The MSO went on to say it was "notable" that Viacom didn’t contest Cablevision’s claim that it was forced into negotiations for the less popular nets. "So, all of the claims Viacom made when we first filed suit about merely offering us a ‘standard volume discount’ if we took all their channels were not truthful," the MSO countered.

Viacom’s dispute of Cablevision claims includes using the MSO’s own words. Viacom’s motion to dismiss cited numerous statements from CVC over the years to the FCC, SEC and courts, including this comment in ’11 in an FCC docket on the RSN marketplace: "In a mature competitive marketplace, no single programming service—including an RSN—can make or break the competitive viability (or lack thereof) of an MVPD in any particular local market." The MSO has made similar statements over the years in arguing that the FCC should not restrict the ability of cable ops to enter into exclusive distribution agreements with programmers.

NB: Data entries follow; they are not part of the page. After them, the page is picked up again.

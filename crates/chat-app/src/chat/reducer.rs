use std::collections::HashMap;

use mechat_storage::{
    ConversationId, ConversationStore, Message, MessageId, StorageResult, TYPING_SENTINEL, UserId,
};

use super::events::{ReplyEvent, ReplyPayload, ReplyTarget};

/// Accumulates streamed fragments into one placeholder message.
///
/// The placeholder is inserted with the typing sentinel, rewritten with the
/// full accumulated text after every fragment, and committed exactly once.
#[derive(Debug)]
pub struct PendingReply {
    target: ReplyTarget,
    accumulated: String,
}

impl PendingReply {
    pub fn begin<S>(
        store: &mut S,
        conversation_id: &ConversationId,
        sender_id: UserId,
    ) -> StorageResult<Self>
    where
        S: ConversationStore + ?Sized,
    {
        let placeholder = store.insert_placeholder(conversation_id, sender_id, TYPING_SENTINEL)?;

        Ok(Self {
            target: ReplyTarget::new(conversation_id.clone(), placeholder.id),
            accumulated: String::new(),
        })
    }

    pub fn target(&self) -> &ReplyTarget {
        &self.target
    }

    pub fn push<S>(&mut self, store: &mut S, fragment: &str) -> StorageResult<()>
    where
        S: ConversationStore + ?Sized,
    {
        if fragment.is_empty() {
            return Ok(());
        }

        self.accumulated.push_str(fragment);
        store.replace_pending_text(
            &self.target.conversation_id,
            &self.target.message_id,
            &self.accumulated,
        )?;
        Ok(())
    }

    /// Commits the placeholder. A reply that produced no text keeps the sentinel.
    pub fn finish<S>(self, store: &mut S) -> StorageResult<Message>
    where
        S: ConversationStore + ?Sized,
    {
        store.commit_message(&self.target.conversation_id, &self.target.message_id)
    }
}

/// What a reply event did to the store.
#[derive(Debug, Clone, PartialEq, Eq)]
pub enum ReplyApplied {
    Updated(ReplyTarget),
    Committed { target: ReplyTarget, message: Message },
}

/// All replies currently streaming, keyed by placeholder id.
#[derive(Debug, Default)]
pub struct PendingReplies {
    replies: HashMap<MessageId, PendingReply>,
}

impl PendingReplies {
    pub fn new() -> Self {
        Self::default()
    }

    pub fn track(&mut self, reply: PendingReply) -> ReplyTarget {
        let target = reply.target.clone();
        self.replies.insert(target.message_id.clone(), reply);
        target
    }

    pub fn len(&self) -> usize {
        self.replies.len()
    }

    pub fn is_empty(&self) -> bool {
        self.replies.is_empty()
    }

    pub fn is_tracking(&self, target: &ReplyTarget) -> bool {
        self.replies
            .get(&target.message_id)
            .is_some_and(|reply| reply.target == *target)
    }

    /// Applies one reply event; events for untracked targets are ignored.
    pub fn apply<S>(
        &mut self,
        store: &mut S,
        event: ReplyEvent,
    ) -> StorageResult<Option<ReplyApplied>>
    where
        S: ConversationStore + ?Sized,
    {
        if !self.is_tracking(&event.target) {
            tracing::debug!(
                conversation_id = %event.target.conversation_id,
                message_id = %event.target.message_id,
                "ignoring event for untracked reply"
            );
            return Ok(None);
        }

        match event.payload {
            ReplyPayload::Fragment(text) => {
                let Some(reply) = self.replies.get_mut(&event.target.message_id) else {
                    return Ok(None);
                };
                reply.push(store, &text)?;
                Ok(Some(ReplyApplied::Updated(event.target)))
            }
            ReplyPayload::Finished => {
                let Some(reply) = self.replies.remove(&event.target.message_id) else {
                    return Ok(None);
                };
                let message = reply.finish(store)?;
                Ok(Some(ReplyApplied::Committed {
                    target: event.target,
                    message,
                }))
            }
        }
    }
}

#[cfg(test)]
mod tests {
    use mechat_storage::{MessageStatus, StorageError, assistant_user_id, mock_storage};

    use super::*;

    fn conversation_id() -> ConversationId {
        ConversationId::new("c1")
    }

    fn body_of(store: &impl ConversationStore, target: &ReplyTarget) -> String {
        store
            .get_conversation(&target.conversation_id)
            .and_then(|conversation| conversation.message(&target.message_id))
            .map(|message| message.body.clone())
            .unwrap()
    }

    #[test]
    fn placeholder_shows_sentinel_until_first_fragment() {
        let mut store = mock_storage(1_000);
        let reply =
            PendingReply::begin(&mut store, &conversation_id(), assistant_user_id()).unwrap();

        let conversation = store.get_conversation(&conversation_id()).unwrap();
        let placeholder = conversation.last_message().unwrap();
        assert_eq!(placeholder.id, reply.target().message_id);
        assert_eq!(placeholder.body, TYPING_SENTINEL);
        assert_eq!(placeholder.status, MessageStatus::Streaming);
    }

    #[test]
    fn committed_text_is_exact_concatenation_of_fragments() {
        let mut store = mock_storage(1_000);
        let mut reply =
            PendingReply::begin(&mut store, &conversation_id(), assistant_user_id()).unwrap();
        let target = reply.target().clone();

        let fragments = ["Hel", "", "lo", ", ", "world 🌍"];
        let mut observed = Vec::new();
        for fragment in fragments {
            reply.push(&mut store, fragment).unwrap();
            observed.push(body_of(&store, &target));
        }

        assert_eq!(observed.last().map(String::as_str), Some("Hello, world 🌍"));
        // Each visible body extends the previous one.
        assert!(
            observed
                .windows(2)
                .all(|pair| pair[1].starts_with(&pair[0]))
        );

        let committed = reply.finish(&mut store).unwrap();
        assert_eq!(committed.body, fragments.concat());
        assert!(committed.is_committed());
    }

    #[test]
    fn empty_reply_commits_the_sentinel() {
        let mut store = mock_storage(1_000);
        let reply =
            PendingReply::begin(&mut store, &conversation_id(), assistant_user_id()).unwrap();
        let committed = reply.finish(&mut store).unwrap();
        assert_eq!(committed.body, TYPING_SENTINEL);
    }

    #[test]
    fn committed_reply_rejects_later_rewrites() {
        let mut store = mock_storage(1_000);
        let reply =
            PendingReply::begin(&mut store, &conversation_id(), assistant_user_id()).unwrap();
        let target = reply.target().clone();
        reply.finish(&mut store).unwrap();

        let result =
            store.replace_pending_text(&target.conversation_id, &target.message_id, "late");
        assert!(matches!(result, Err(StorageError::MessageCommitted { .. })));
    }

    #[test]
    fn events_for_untracked_replies_are_ignored() {
        let mut store = mock_storage(1_000);
        let mut replies = PendingReplies::new();
        let reply =
            PendingReply::begin(&mut store, &conversation_id(), assistant_user_id()).unwrap();
        let target = replies.track(reply);

        replies
            .apply(&mut store, ReplyEvent::fragment(target.clone(), "Hi"))
            .unwrap();
        let applied = replies
            .apply(&mut store, ReplyEvent::finished(target.clone()))
            .unwrap();
        assert!(matches!(applied, Some(ReplyApplied::Committed { .. })));
        assert!(replies.is_empty());

        let late = replies
            .apply(&mut store, ReplyEvent::fragment(target.clone(), " again"))
            .unwrap();
        assert_eq!(late, None);
        assert_eq!(body_of(&store, &target), "Hi");
    }

    #[test]
    fn concurrent_replies_accumulate_independently() {
        let mut store = mock_storage(1_000);
        let mut replies = PendingReplies::new();
        let first = replies.track(
            PendingReply::begin(&mut store, &conversation_id(), assistant_user_id()).unwrap(),
        );
        let second = replies.track(
            PendingReply::begin(&mut store, &conversation_id(), assistant_user_id()).unwrap(),
        );

        for (target, text) in [(&first, "one"), (&second, "two"), (&first, "!")] {
            replies
                .apply(&mut store, ReplyEvent::fragment(target.clone(), text))
                .unwrap();
        }

        assert_eq!(replies.len(), 2);
        assert_eq!(body_of(&store, &first), "one!");
        assert_eq!(body_of(&store, &second), "two");
    }
}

Viacom also focused on the assertion in Cablevision’s lawsuit that it would be more likely to launch (or sooner launch) indie nets, such as Ovation and Outside TV, if other Viacom nets weren’t tied to the core channels. In arguing that Cablevision failed to allege the essential elements of a tying claim, Viacom said the MSO just paid "lip service" to the foreclosure requirement by "merely identif[ying] a handful of independent programmers whose services Cablevision—a single customer in the tied product market—might consider purchasing." To show that a tying arrangement causes anticompetitive effects in the tied product market, a plaintiff must show market-wide foreclosure, not merely that a competitor is deprived of a single distribution outlet.

Viacom also alleged that the MSO waited too long to mount a challenge, as it has operated under the conditions as far back as 2008 and then entered into a similar agreement in the disputed Dec ’12 contract "without even a hint that less than 2 months after signing it" Cablevision would seek to challenge the conduct.